Le terme de "panique morale" est apparu au début des années 2000 pour décrire l'émergence d'une France "néo-réac". Au delà des fantasmes, l'expression ne définit pourtant pas grand chose...

Atlantico : Les récentes manifestations contre les réformes de société sont considérées par certains comme génératrices d'une "panique morale", terme utilisé pour la première fois en 2004 en France par le philosophe Ruwen Ogien. Une telle définition est-elle représentative de l'état d'esprit des opposants actuellement ? Le mot "panique" semble t-il approprié ?

Jérôme Sainte-Marie : Le terme de « panique morale » recouvre, comme bien des concepts vaguement sociologiques, un sens différent selon son usage.

Il peut être appliqué à des situations où l’on voit la « panique » se répandre, et l’on pense alors à la « rumeur d’Orléans » étudiée par Edgar Morin, bien connue des étudiants en première année de sociologie. Le tout récent épisode de la « journée de retrait de l’école » s’inscrit dans cette filiation, avec des enfants supposément menacés par une « théorie du genre » diabolisée, et une propagation de l’alarme hors de tout cadre institutionnel.

Le terme de « panique morale » est aussi manié en un sens très différent, qui se confond avec l’idée de « contre-mouvement ». Ce terme est liée aux réactions qu’avaient suscité les mouvements dit progressistes des années 60 – par exemple sur l’avortement aux Etats Unis les « pro life » face aux « pro choice ». Il s’agit d’une chose toute différente, et si les arguments d’une mobilisation de masse comme la « Manifestation pour tous » face au mariage du même nom sont, comme dans tout débat démocratique, contestables, on franchit une frontière intellectuelle en les dissolvant sous une étiquette de « panique morale ».

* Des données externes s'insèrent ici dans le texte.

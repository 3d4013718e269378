use clap::Parser;
use dotenvy::dotenv;
use log::LevelFilter;
use std::fmt;
use std::str::FromStr;
use std::time::Duration;

const LOG_LEVELS: [&str; 6] = ["OFF", "ERROR", "WARN", "INFO", "DEBUG", "TRACE"];

#[derive(Clone, Debug, PartialEq)]
pub enum RustEnv {
    Development,
    Production,
    Staging,
}

#[derive(Debug, PartialEq, Eq)]
pub struct RustEnvParseError;

impl fmt::Display for RustEnvParseError {
    fn fmt(&self, f: &mut fmt::Formatter) -> fmt::Result {
        write!(f, "expected one of development, production, staging")
    }
}

impl std::error::Error for RustEnvParseError {}

impl FromStr for RustEnv {
    type Err = RustEnvParseError;
    fn from_str(level: &str) -> Result<RustEnv, Self::Err> {
        match level.to_lowercase().as_str() {
            "development" => Ok(RustEnv::Development),
            "production" => Ok(RustEnv::Production),
            "staging" => Ok(RustEnv::Staging),
            _ => Err(RustEnvParseError),
        }
    }
}

impl fmt::Display for RustEnv {
    fn fmt(&self, f: &mut fmt::Formatter) -> fmt::Result {
        match self {
            RustEnv::Development => write!(f, "development"),
            RustEnv::Production => write!(f, "production"),
            RustEnv::Staging => write!(f, "staging"),
        }
    }
}

fn parse_level_filter(level: &str) -> Result<LevelFilter, String> {
    if !LOG_LEVELS.contains(&level.to_uppercase().as_str()) {
        return Err(format!("expected one of {}", LOG_LEVELS.join(", ")));
    }
    level.parse::<LevelFilter>().map_err(|e| e.to_string())
}

#[derive(Clone, Debug, Parser)]
#[command(author, version, about, long_about = None)]
pub struct Config {
    /// A list of full CORS origin URLs that allowed to receive server responses.
    #[arg(
        long,
        env,
        value_delimiter = ',',
        use_value_delimiter = true,
        default_value = "http://localhost:3000,https://localhost:3000"
    )]
    pub allowed_origins: Vec<String>,

    /// The host interface to listen for incoming connections
    #[arg(short, long, env, default_value = "127.0.0.1")]
    pub interface: Option<String>,

    /// The host TCP port to listen for incoming connections
    #[arg(short, long, env, default_value_t = 4000)]
    pub port: u16,

    /// Set the log level verbosity threshold (level) to control what gets displayed on console output
    #[arg(
        short,
        long,
        env,
        default_value_t = LevelFilter::Info,
        value_parser = parse_level_filter,
    )]
    pub log_level_filter: LevelFilter,

    /// Set the Rust runtime environment to use.
    #[arg(short, long, env, default_value_t = RustEnv::Development)]
    pub runtime_env: RustEnv,

    /// Reconnect delay in milliseconds announced to clients when a stream opens
    #[arg(long, env, default_value_t = sse::consts::DEFAULT_RETRY_MS)]
    pub default_retry_ms: u64,

    /// Delay in milliseconds between the characters streamed by the hello demo
    #[arg(long, env, default_value_t = 100)]
    pub hello_delay_ms: u64,
}

impl Default for Config {
    fn default() -> Self {
        Self::new()
    }
}

impl Config {
    pub fn new() -> Self {
        // Load .env file first
        dotenv().ok();
        // Then parse the command line parameters and flags
        Config::parse()
    }

    pub fn interface(&self) -> &str {
        self.interface.as_deref().unwrap_or("127.0.0.1")
    }

    pub fn default_retry(&self) -> Duration {
        Duration::from_millis(self.default_retry_ms)
    }

    pub fn hello_delay(&self) -> Duration {
        Duration::from_millis(self.hello_delay_ms)
    }

    pub fn runtime_env(&self) -> RustEnv {
        self.runtime_env.clone()
    }

    pub fn is_production(&self) -> bool {
        self.runtime_env() == RustEnv::Production
    }
}
//! Server-Sent Events (SSE) protocol layer for hypermedia patch streams.
//!
//! This crate implements the server side of the datastar SSE protocol: the
//! server pushes typed "patch" events over a long-lived `text/event-stream`
//! response and the browser runtime applies them to the DOM and to its
//! reactive signal store.
//!
//! # Architecture
//!
//! - **Event encoder** (`message`): turns a structured patch request into the
//!   exact framed wire text. Defaults are never written to the wire.
//! - **Signal reader** (`signals`): extracts the client's current signal
//!   snapshot from a request, either from the `datastar` query parameter
//!   (GET) or from the JSON body (everything else). Malformed JSON is a
//!   failure value, never a panic.
//! - **Stream session** (`session`): wraps one outbound transport, tracks
//!   closed-ness and turns every write after close into a silent no-op.
//! - **Lifecycle manager** (`manager`): opens sessions, runs managed operation
//!   sequences and guarantees the stream is closed on every exit path.
//! - **Transport** (`transport`): the seam between a session and the HTTP
//!   response body, plus the one-shot disconnect notification.
//!
//! # Message Flow
//!
//! 1. A request handler reads the client's signals via `signals::read`
//! 2. The `Manager` opens a `StreamSession`, writing the `retry:` preamble
//! 3. The handler issues patch operations against the session
//! 4. Each operation is encoded into a frame and written to the transport
//! 5. The `Manager` closes the session, ending the response body
//!
//! # Example: streaming a patch
//!
//! ```rust,ignore
//! use sse::message::{PatchElements, PatchMode};
//!
//! let (transport, frames) = sse::transport::channel();
//! let outcome = manager
//!     .run(transport, SessionOptions::default(), |session| {
//!         Box::pin(async move {
//!             session.patch_elements(
//!                 PatchElements::new("<div>hi</div>")
//!                     .with_selector("#c")
//!                     .with_mode(PatchMode::Append),
//!             );
//!             Ok(())
//!         })
//!     })
//!     .await;
//! ```
//!
//! # Modules
//!
//! - `batch`: externally supplied operation batches (SDK conformance harness)
//! - `consts`: pinned wire-level constants
//! - `error`: crate error type and error kinds
//! - `manager`: managed and unmanaged session lifecycles
//! - `message`: patch event types and the wire encoder
//! - `session`: the per-connection stream session
//! - `signals`: inbound signal snapshots
//! - `transport`: outbound transport trait and the channel-backed transport

pub mod batch;
pub mod consts;
pub mod error;
pub mod manager;
pub mod message;
pub mod session;
pub mod signals;
pub mod transport;

pub use manager::{Manager, Outcome, SessionOptions};
pub use session::StreamSession;
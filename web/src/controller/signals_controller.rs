use crate::extractors::datastar_request::DatastarRequest;
use crate::extractors::signals::ReadSignals;
use crate::response::managed;
use crate::Result;
use axum::extract::State;
use axum::response::Response;
use log::*;
use service::AppState;
use sse::message::PatchSignals;
use sse::SessionOptions;

/// GET|POST echo the client's signals back as a patch-signals event
pub async fn echo(
    State(app_state): State<AppState>,
    DatastarRequest(from_runtime): DatastarRequest,
    ReadSignals(snapshot): ReadSignals,
) -> Result<Response> {
    if !from_runtime {
        debug!("Signals echo requested without the datastar-request marker");
    }

    let values = snapshot.into_result()?;
    trace!("Echoing {} signals", values.len());

    Ok(managed(
        app_state.sse_manager(),
        SessionOptions::default(),
        move |session| {
            Box::pin(async move {
                session.patch_signals(PatchSignals::new(values));
                Ok(())
            })
        },
    ))
}
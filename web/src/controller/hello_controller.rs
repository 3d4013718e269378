use crate::extractors::signals::Signals;
use crate::response::managed;
use axum::extract::State;
use axum::response::{Html, IntoResponse, Response};
use log::*;
use serde::Deserialize;
use service::AppState;
use sse::message::PatchElements;
use sse::SessionOptions;
use std::time::Duration;

pub(crate) const MESSAGE: &str = "Hello, world!";

#[derive(Debug, Default, Deserialize)]
pub struct HelloSignals {
    /// Milliseconds between two characters; the configured delay when absent.
    pub delay: Option<u64>,
}

/// GET the demo page driving the hello stream
pub async fn index(State(app_state): State<AppState>) -> impl IntoResponse {
    Html(format!(
        r##"<!DOCTYPE html>
<html lang="en">
<head>
    <title>patchstream demo</title>
    <script type="module" src="https://cdn.jsdelivr.net/gh/starfederation/datastar@main/bundles/datastar.js"></script>
</head>
<body>
    <div data-signals-delay="{delay}">
        <label for="delay">Delay in milliseconds</label>
        <input data-bind-delay id="delay" type="number" step="100" min="0" />
        <button data-on-click="@get('/hello')">Start</button>
    </div>
    <div id="message"></div>
</body>
</html>"##,
        delay = app_state.config.hello_delay_ms,
    ))
}

/// GET stream "Hello, world!" into `#message` one character at a time
pub async fn hello(
    State(app_state): State<AppState>,
    Signals(signals): Signals<HelloSignals>,
) -> Response {
    let delay = signals
        .delay
        .map(Duration::from_millis)
        .unwrap_or_else(|| app_state.config.hello_delay());
    debug!("Streaming hello message with a {}ms delay", delay.as_millis());

    managed(
        app_state.sse_manager(),
        SessionOptions::default(),
        move |session| {
            Box::pin(async move {
                for (index, c) in MESSAGE.char_indices() {
                    if session.is_closed() {
                        debug!(
                            "Client left stream session {} after {index} characters",
                            session.id().as_str()
                        );
                        break;
                    }
                    let end = index + c.len_utf8();
                    session.patch_elements(PatchElements::new(format!(
                        "<div id=\"message\">{}</div>",
                        &MESSAGE[..end]
                    )));
                    tokio::time::sleep(delay).await;
                }
                Ok(())
            })
        },
    )
}
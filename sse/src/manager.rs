use crate::consts::DEFAULT_RETRY_MS;
use crate::error::Error;
use crate::session::StreamSession;
use crate::transport::{Disconnected, Transport};
use futures::future::BoxFuture;
use futures::FutureExt;
use log::*;
use std::any::Any;
use std::panic::{self, AssertUnwindSafe};
use std::time::Duration;

/// Per-sequence options for managed sessions.
#[derive(Debug, Clone, Copy, Default, PartialEq, Eq)]
pub struct SessionOptions {
    /// Leave the session open once the operation sequence returns so it can be
    /// handed to a longer-lived context. Defaults to `false`.
    pub keep_alive: bool,
}

impl SessionOptions {
    pub fn keep_alive() -> Self {
        Self { keep_alive: true }
    }
}

/// How a managed operation sequence ended.
#[derive(Debug)]
pub enum Outcome<T: Transport> {
    /// The sequence returned `Ok` and the session was closed.
    Completed,
    /// The sequence failed or panicked and the session was closed.
    Failed(Error),
    /// Keep-alive was requested: the session is still open and owned by the caller.
    KeptAlive {
        session: StreamSession<T>,
        result: Result<(), Error>,
    },
}

impl<T: Transport> Outcome<T> {
    pub fn is_completed(&self) -> bool {
        matches!(self, Outcome::Completed)
    }

    pub fn error(&self) -> Option<&Error> {
        match self {
            Outcome::Completed => None,
            Outcome::Failed(e) => Some(e),
            Outcome::KeptAlive { result, .. } => result.as_ref().err(),
        }
    }

    pub fn into_session(self) -> Option<StreamSession<T>> {
        match self {
            Outcome::KeptAlive { session, .. } => Some(session),
            Outcome::Completed | Outcome::Failed(_) => None,
        }
    }
}

/// A session the caller drives and closes itself.
#[derive(Debug)]
pub struct Unmanaged<T: Transport> {
    pub session: StreamSession<T>,
    /// Resolves when the client goes away so the producer can stop.
    pub disconnected: Disconnected,
}

/// Opens stream sessions and owns their lifecycle.
#[derive(Debug, Clone)]
pub struct Manager {
    default_retry: Duration,
}

impl Manager {
    pub fn new() -> Self {
        Self::with_default_retry(Duration::from_millis(DEFAULT_RETRY_MS))
    }

    pub fn with_default_retry(default_retry: Duration) -> Self {
        Self { default_retry }
    }

    pub fn default_retry(&self) -> Duration {
        self.default_retry
    }

    /// Opens a session, writing the preamble.
    pub fn open<T: Transport>(&self, transport: T) -> StreamSession<T> {
        StreamSession::open(transport, self.default_retry)
    }

    /// Opens a session the caller must close explicitly.
    pub fn open_unmanaged<T: Transport>(&self, mut transport: T) -> Unmanaged<T> {
        let disconnected = transport.disconnected();
        let session = self.open(transport);
        info!("Opened unmanaged stream session {}", session.id().as_str());
        Unmanaged {
            session,
            disconnected,
        }
    }

    /// Runs an asynchronous operation sequence against a fresh session and
    /// closes it on every exit path unless keep-alive was requested.
    ///
    /// ```rust,ignore
    /// manager
    ///     .run(transport, SessionOptions::default(), |session| {
    ///         Box::pin(async move {
    ///             session.console_log("hello");
    ///             Ok(())
    ///         })
    ///     })
    ///     .await;
    /// ```
    pub async fn run<T, F>(&self, transport: T, options: SessionOptions, ops: F) -> Outcome<T>
    where
        T: Transport,
        F: for<'s> FnOnce(&'s mut StreamSession<T>) -> BoxFuture<'s, Result<(), Error>>,
    {
        let mut session = self.open(transport);
        let caught = AssertUnwindSafe(ops(&mut session)).catch_unwind().await;
        let result = caught.unwrap_or_else(|payload| Err(panicked(payload)));
        finish(session, options, result)
    }

    /// Synchronous counterpart of [`run`](Self::run).
    pub fn run_sync<T, F>(&self, transport: T, options: SessionOptions, ops: F) -> Outcome<T>
    where
        T: Transport,
        F: FnOnce(&mut StreamSession<T>) -> Result<(), Error>,
    {
        let mut session = self.open(transport);
        let caught = panic::catch_unwind(AssertUnwindSafe(|| ops(&mut session)));
        let result = caught.unwrap_or_else(|payload| Err(panicked(payload)));
        finish(session, options, result)
    }
}

impl Default for Manager {
    fn default() -> Self {
        Self::new()
    }
}

fn finish<T: Transport>(
    mut session: StreamSession<T>,
    options: SessionOptions,
    result: Result<(), Error>,
) -> Outcome<T> {
    if let Err(e) = &result {
        error!(
            "Operation sequence for stream session {} failed: {e}",
            session.id().as_str()
        );
    }

    if options.keep_alive {
        debug!(
            "Keeping stream session {} open for the caller",
            session.id().as_str()
        );
        return Outcome::KeptAlive { session, result };
    }

    session.close();
    match result {
        Ok(()) => Outcome::Completed,
        Err(e) => Outcome::Failed(e),
    }
}

fn panicked(payload: Box<dyn Any + Send>) -> Error {
    let message = if let Some(message) = payload.downcast_ref::<&str>() {
        (*message).to_owned()
    } else if let Some(message) = payload.downcast_ref::<String>() {
        message.clone()
    } else {
        "operation sequence panicked".to_owned()
    };
    Error::operation(message)
}
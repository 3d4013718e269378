//! Reads the client's signal snapshot from an inbound request.
//!
//! Retrieval requests (`GET`) carry the snapshot URL-encoded in the
//! `datastar` query parameter; every other method carries it as the JSON
//! request body. Reading never fails: a malformed snapshot is reported as a
//! failed [`SignalSnapshot`] and the caller decides what to answer.

use crate::consts::{DATASTAR_QUERY_PARAM, DATASTAR_REQUEST_HEADER};
use crate::error::{signals_error, Error, SignalsErrorKind};
use axum::http::{HeaderMap, Method};
use log::*;
use serde::de::DeserializeOwned;
use serde_json::{Map, Value};

/// Request body as seen by [`read`].
#[derive(Debug, Clone, PartialEq)]
pub enum RequestBody<'a> {
    Empty,
    /// Raw text still to be parsed.
    Text(&'a str),
    Bytes(&'a [u8]),
    /// A body some earlier layer already parsed.
    Json(Value),
}

/// The client's current signals, or why they could not be read.
#[derive(Debug, Clone, PartialEq)]
pub struct SignalSnapshot {
    values: Option<Map<String, Value>>,
    failure: Option<(SignalsErrorKind, String)>,
}

impl SignalSnapshot {
    pub fn ok(values: Map<String, Value>) -> Self {
        Self {
            values: Some(values),
            failure: None,
        }
    }

    pub fn empty() -> Self {
        Self::ok(Map::new())
    }

    pub fn failed(kind: SignalsErrorKind, message: impl Into<String>) -> Self {
        Self {
            values: None,
            failure: Some((kind, message.into())),
        }
    }

    pub fn is_ok(&self) -> bool {
        self.values.is_some()
    }

    /// Present iff the snapshot was read successfully.
    pub fn values(&self) -> Option<&Map<String, Value>> {
        self.values.as_ref()
    }

    pub fn error(&self) -> Option<&str> {
        self.failure.as_ref().map(|(_, message)| message.as_str())
    }

    pub fn into_result(self) -> Result<Map<String, Value>, Error> {
        match (self.values, self.failure) {
            (Some(values), _) => Ok(values),
            (None, Some((kind, message))) => Err(signals_error(kind, &message)),
            (None, None) => Ok(Map::new()),
        }
    }

    /// Deserializes the snapshot into a typed signals struct.
    pub fn deserialize<T: DeserializeOwned>(&self) -> Result<T, Error> {
        if let Some((kind, message)) = &self.failure {
            return Err(signals_error(*kind, message));
        }
        let values = self.values.clone().unwrap_or_default();
        serde_json::from_value(Value::Object(values)).map_err(|e| {
            warn!("Signals do not match the expected shape: {e}");
            signals_error(SignalsErrorKind::Deserialize, &e.to_string())
        })
    }
}

/// Reads the snapshot for a request with the given method, raw query string
/// and body.
pub fn read(method: &Method, query: Option<&str>, body: RequestBody<'_>) -> SignalSnapshot {
    if method == Method::GET {
        return read_query(query);
    }

    match body {
        RequestBody::Empty => SignalSnapshot::empty(),
        RequestBody::Text(text) => parse(text),
        RequestBody::Bytes(bytes) => match std::str::from_utf8(bytes) {
            Ok(text) => parse(text),
            Err(e) => {
                debug!("Signals body is not valid UTF-8: {e}");
                SignalSnapshot::failed(SignalsErrorKind::MalformedJson, e.to_string())
            }
        },
        RequestBody::Json(value) => from_value(value),
    }
}

/// True when the request carries the `datastar-request: true` marker header.
pub fn is_datastar_request(headers: &HeaderMap) -> bool {
    headers
        .get(DATASTAR_REQUEST_HEADER)
        .and_then(|value| value.to_str().ok())
        .is_some_and(|value| value == "true")
}

fn read_query(query: Option<&str>) -> SignalSnapshot {
    let encoded = query.and_then(|query| {
        url::form_urlencoded::parse(query.as_bytes())
            .find(|(key, _)| key == DATASTAR_QUERY_PARAM)
            .map(|(_, value)| value.into_owned())
    });

    match encoded {
        Some(json) => parse(&json),
        None => SignalSnapshot::empty(),
    }
}

fn parse(text: &str) -> SignalSnapshot {
    if text.trim().is_empty() {
        return SignalSnapshot::empty();
    }
    match serde_json::from_str::<Value>(text) {
        Ok(value) => from_value(value),
        Err(e) => {
            debug!("Malformed signals JSON: {e}");
            SignalSnapshot::failed(SignalsErrorKind::MalformedJson, e.to_string())
        }
    }
}

fn from_value(value: Value) -> SignalSnapshot {
    match value {
        Value::Object(values) => SignalSnapshot::ok(values),
        Value::Null => SignalSnapshot::empty(),
        other => SignalSnapshot::failed(
            SignalsErrorKind::NotAnObject,
            format!("expected a JSON object of signals, got {other}"),
        ),
    }
}
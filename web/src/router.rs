use crate::controller::{
    conformance_controller, health_check_controller, hello_controller, signals_controller,
    ticker_controller,
};
use axum::{routing::get, Router};
use service::AppState;

pub fn define_routes(app_state: AppState) -> Router {
    Router::new()
        .merge(health_routes())
        .merge(hello_routes(app_state.clone()))
        .merge(signals_routes(app_state.clone()))
        .merge(conformance_routes(app_state.clone()))
        .merge(ticker_routes(app_state))
}

fn health_routes() -> Router {
    Router::new().route("/health", get(health_check_controller::health_check))
}

fn hello_routes(app_state: AppState) -> Router {
    Router::new()
        .route("/", get(hello_controller::index))
        .route("/hello", get(hello_controller::hello))
        .with_state(app_state)
}

fn signals_routes(app_state: AppState) -> Router {
    Router::new()
        .route(
            "/signals",
            get(signals_controller::echo).post(signals_controller::echo),
        )
        .with_state(app_state)
}

fn conformance_routes(app_state: AppState) -> Router {
    Router::new()
        .route(
            "/test",
            get(conformance_controller::run).post(conformance_controller::run),
        )
        .with_state(app_state)
}

fn ticker_routes(app_state: AppState) -> Router {
    Router::new()
        .route("/ticks", get(ticker_controller::ticks))
        .with_state(app_state)
}

#[cfg(test)]
mod tests {
    use super::*;
    use axum::body::Body;
    use axum::http::{header::CONTENT_TYPE, Request, StatusCode};
    use axum::response::Response;
    use clap::Parser;
    use service::config::Config;
    use tower::ServiceExt;

    fn test_app() -> Router {
        let config = Config::parse_from(["patchstream_rs", "--hello-delay-ms", "0"]);
        define_routes(AppState::new(config))
    }

    async fn body_text(response: Response) -> String {
        let bytes = axum::body::to_bytes(response.into_body(), usize::MAX)
            .await
            .unwrap();
        String::from_utf8(bytes.to_vec()).unwrap()
    }

    fn post_json(uri: &str, json: &str) -> Request<Body> {
        Request::builder()
            .method("POST")
            .uri(uri)
            .header(CONTENT_TYPE, "application/json")
            .header("datastar-request", "true")
            .body(Body::from(json.to_owned()))
            .unwrap()
    }

    #[tokio::test]
    async fn test_health_check() {
        let request = Request::builder().uri("/health").body(Body::empty()).unwrap();
        let response = test_app().oneshot(request).await.unwrap();

        assert_eq!(response.status(), StatusCode::OK);
        assert_eq!(body_text(response).await, "healthy");
    }

    #[tokio::test]
    async fn test_index_serves_demo_page() {
        let request = Request::builder().uri("/").body(Body::empty()).unwrap();
        let response = test_app().oneshot(request).await.unwrap();

        assert_eq!(response.status(), StatusCode::OK);
        assert!(body_text(response).await.contains("@get('/hello')"));
    }

    #[tokio::test]
    async fn test_hello_streams_the_message_progressively() {
        let request = Request::builder()
            .uri("/hello?datastar=%7B%22delay%22%3A0%7D")
            .body(Body::empty())
            .unwrap();
        let response = test_app().oneshot(request).await.unwrap();

        assert_eq!(response.status(), StatusCode::OK);
        assert_eq!(
            response.headers().get(CONTENT_TYPE).unwrap(),
            "text/event-stream"
        );

        let body = body_text(response).await;
        assert!(body.starts_with("retry: 1000\n\n"));
        assert_eq!(
            body.matches("event: datastar-patch-elements").count(),
            hello_controller::MESSAGE.len()
        );
        assert!(body.contains("data: elements <div id=\"message\">H</div>\n\n"));
        assert!(body.ends_with("data: elements <div id=\"message\">Hello, world!</div>\n\n"));
    }

    #[tokio::test]
    async fn test_hello_rejects_malformed_signals() {
        let request = Request::builder()
            .uri("/hello?datastar=%7Bnope")
            .body(Body::empty())
            .unwrap();
        let response = test_app().oneshot(request).await.unwrap();

        assert_eq!(response.status(), StatusCode::BAD_REQUEST);
        assert!(!body_text(response).await.is_empty());
    }

    #[tokio::test]
    async fn test_signals_echo_from_body() {
        let response = test_app()
            .oneshot(post_json("/signals", r#"{"x":1,"name":"ada"}"#))
            .await
            .unwrap();

        assert_eq!(response.status(), StatusCode::OK);
        assert_eq!(
            body_text(response).await,
            "retry: 1000\n\nevent: datastar-patch-signals\ndata: signals {\"x\":1,\"name\":\"ada\"}\n\n"
        );
    }

    #[tokio::test]
    async fn test_signals_echo_without_query_param_is_empty() {
        let request = Request::builder().uri("/signals").body(Body::empty()).unwrap();
        let response = test_app().oneshot(request).await.unwrap();

        assert_eq!(response.status(), StatusCode::OK);
        assert!(body_text(response)
            .await
            .ends_with("event: datastar-patch-signals\ndata: signals {}\n\n"));
    }

    #[tokio::test]
    async fn test_signals_echo_rejects_malformed_json() {
        let response = test_app()
            .oneshot(post_json("/signals", "not-json"))
            .await
            .unwrap();

        assert_eq!(response.status(), StatusCode::BAD_REQUEST);
        assert!(!body_text(response).await.is_empty());
    }

    #[tokio::test]
    async fn test_conformance_batch_runs_every_known_event() {
        let batch = r##"{"events":[
            {"type":"patchElements","elements":"<div>hi</div>","selector":"#c","mode":"append"},
            {"type":"somethingElse"},
            {"type":"executeScript","script":"console.log(1)","autoRemove":false}
        ]}"##;
        let response = test_app().oneshot(post_json("/test", batch)).await.unwrap();

        assert_eq!(response.status(), StatusCode::OK);
        assert_eq!(
            body_text(response).await,
            "retry: 1000\n\n\
             event: datastar-patch-elements\ndata: mode append\ndata: selector #c\ndata: elements <div>hi</div>\n\n\
             event: datastar-patch-elements\ndata: mode append\ndata: selector body\ndata: elements <script>console.log(1)</script>\n\n"
        );
    }

    #[tokio::test]
    async fn test_conformance_rejects_malformed_batch() {
        let response = test_app()
            .oneshot(post_json("/test", r#"{"events":"not a list"}"#))
            .await
            .unwrap();

        assert_eq!(response.status(), StatusCode::BAD_REQUEST);
    }

    #[tokio::test]
    async fn test_ticker_streams_first_tick() {
        let request = Request::builder().uri("/ticks").body(Body::empty()).unwrap();
        let response = test_app().oneshot(request).await.unwrap();
        assert_eq!(response.status(), StatusCode::OK);

        let mut body = response.into_body().into_data_stream();
        let mut received = String::new();
        while !received.contains("{\"ticks\":0}") {
            let chunk = futures::StreamExt::next(&mut body).await.unwrap().unwrap();
            received.push_str(std::str::from_utf8(&chunk).unwrap());
        }
        assert!(received.starts_with("retry: 1000\n\n"));
    }
}
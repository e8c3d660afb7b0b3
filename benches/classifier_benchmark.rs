use criterion::{black_box, criterion_group, criterion_main, Criterion};
use labelkit::metrics::macro_f1;
use labelkit::{KnnClassifier, MultiLabelClassifier, OneVsRestClassifier};
use ndarray::Array1;
use std::collections::HashSet;

const DIM: usize = 64;

/// Deterministic pseudo-random vectors, clustered per class so predictions
/// stay meaningful. No model download needed.
fn synthetic_vector(class: usize, seed: usize) -> Array1<f32> {
    let mut values = vec![0.0f32; DIM];
    let mut state = (seed as u64).wrapping_mul(6364136223846793005).wrapping_add(1442695040888963407);
    for (i, value) in values.iter_mut().enumerate() {
        state = state.wrapping_mul(6364136223846793005).wrapping_add(1442695040888963407);
        let noise = ((state >> 33) as f32 / u32::MAX as f32) * 0.2;
        *value = if i % 8 == class % 8 { 1.0 + noise } else { noise };
    }
    Array1::from_vec(values)
}

fn synthetic_training(n: usize) -> (Vec<Array1<f32>>, Vec<HashSet<String>>) {
    let vectors: Vec<Array1<f32>> = (0..n).map(|i| synthetic_vector(i % 4, i)).collect();
    let labels: Vec<HashSet<String>> = (0..n)
        .map(|i| HashSet::from([format!("class_{}", i % 4)]))
        .collect();
    (vectors, labels)
}

fn bench_knn_prediction(c: &mut Criterion) {
    let mut group = c.benchmark_group("KnnPrediction");
    group.sample_size(50);
    group.warm_up_time(std::time::Duration::from_secs(1));

    for &size in &[100usize, 500, 2000] {
        let (vectors, labels) = synthetic_training(size);
        let mut classifier = KnnClassifier::new(5);
        classifier.fit(&vectors, &labels).unwrap();
        let query = vec![synthetic_vector(1, 31337)];

        group.bench_function(format!("train_size_{}", size), |b| {
            b.iter(|| classifier.predict(black_box(&query), None).unwrap())
        });
    }

    group.finish();
}

fn bench_one_vs_rest(c: &mut Criterion) {
    let mut group = c.benchmark_group("OneVsRest");
    group.sample_size(20);
    group.warm_up_time(std::time::Duration::from_secs(1));

    let (vectors, labels) = synthetic_training(200);

    group.bench_function("fit_200x4", |b| {
        b.iter(|| {
            let mut classifier = OneVsRestClassifier::new(0.5).with_max_iter(100);
            classifier
                .fit(black_box(&vectors), black_box(&labels))
                .unwrap()
        })
    });

    let mut classifier = OneVsRestClassifier::new(0.5);
    classifier.fit(&vectors, &labels).unwrap();
    let queries: Vec<Array1<f32>> = (0..50).map(|i| synthetic_vector(i % 4, i + 999)).collect();

    group.bench_function("predict_batch_50", |b| {
        b.iter(|| classifier.predict(black_box(&queries), None).unwrap())
    });

    group.finish();
}

fn bench_metrics(c: &mut Criterion) {
    let mut group = c.benchmark_group("Metrics");
    group.sample_size(50);

    let (_, labels) = synthetic_training(1000);
    let predictions = labels.clone();
    let all_labels: Vec<String> = (0..4).map(|i| format!("class_{}", i)).collect();

    group.bench_function("macro_f1_1000_items", |b| {
        b.iter(|| {
            macro_f1(
                black_box(&labels),
                black_box(&predictions),
                black_box(&all_labels),
            )
        })
    });

    group.finish();
}

criterion_group!(benches, bench_knn_prediction, bench_one_vs_rest, bench_metrics);
criterion_main!(benches);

Il convient pour bien comprendre la situation dans laquelle nous nous trouvons de faire la distinction entre la morale, celle catholique et celle progressite, qui est universelle et surplombante et encadre les individus et leurs relations et l’éthique qui est un ensemble de règles de vie en commun que se donnent les diverses communautés, animales, dont l’humaine. La morale est écrite (et donc particulièrement prégnante dans les religions du Livre et la politique) et l’éthique est plus intuitive, plus situationnelle, elle s’apparente à la déontologie. (ta deonta, les situations).

Les religions du Livre et les grandes idéologies progressistes, c’est à dire les “grands récits” (J.F.Lyotard) sont diverses formes de l’universalisme et de la tendance à la Vérité unique. Cette réduction à l’UN est caractéristique de la modernité. Elles sont pareillement dépassés, par le mouvement de fond de la postmodernité qui voit l’avènement de multiples tribus, aux règles éthiques différentes, mais qui ne tentent pas de s’imposer les unes aux autres. Même si la question de leur cohabitation dans un même espace temps est le grand défi de l’époque.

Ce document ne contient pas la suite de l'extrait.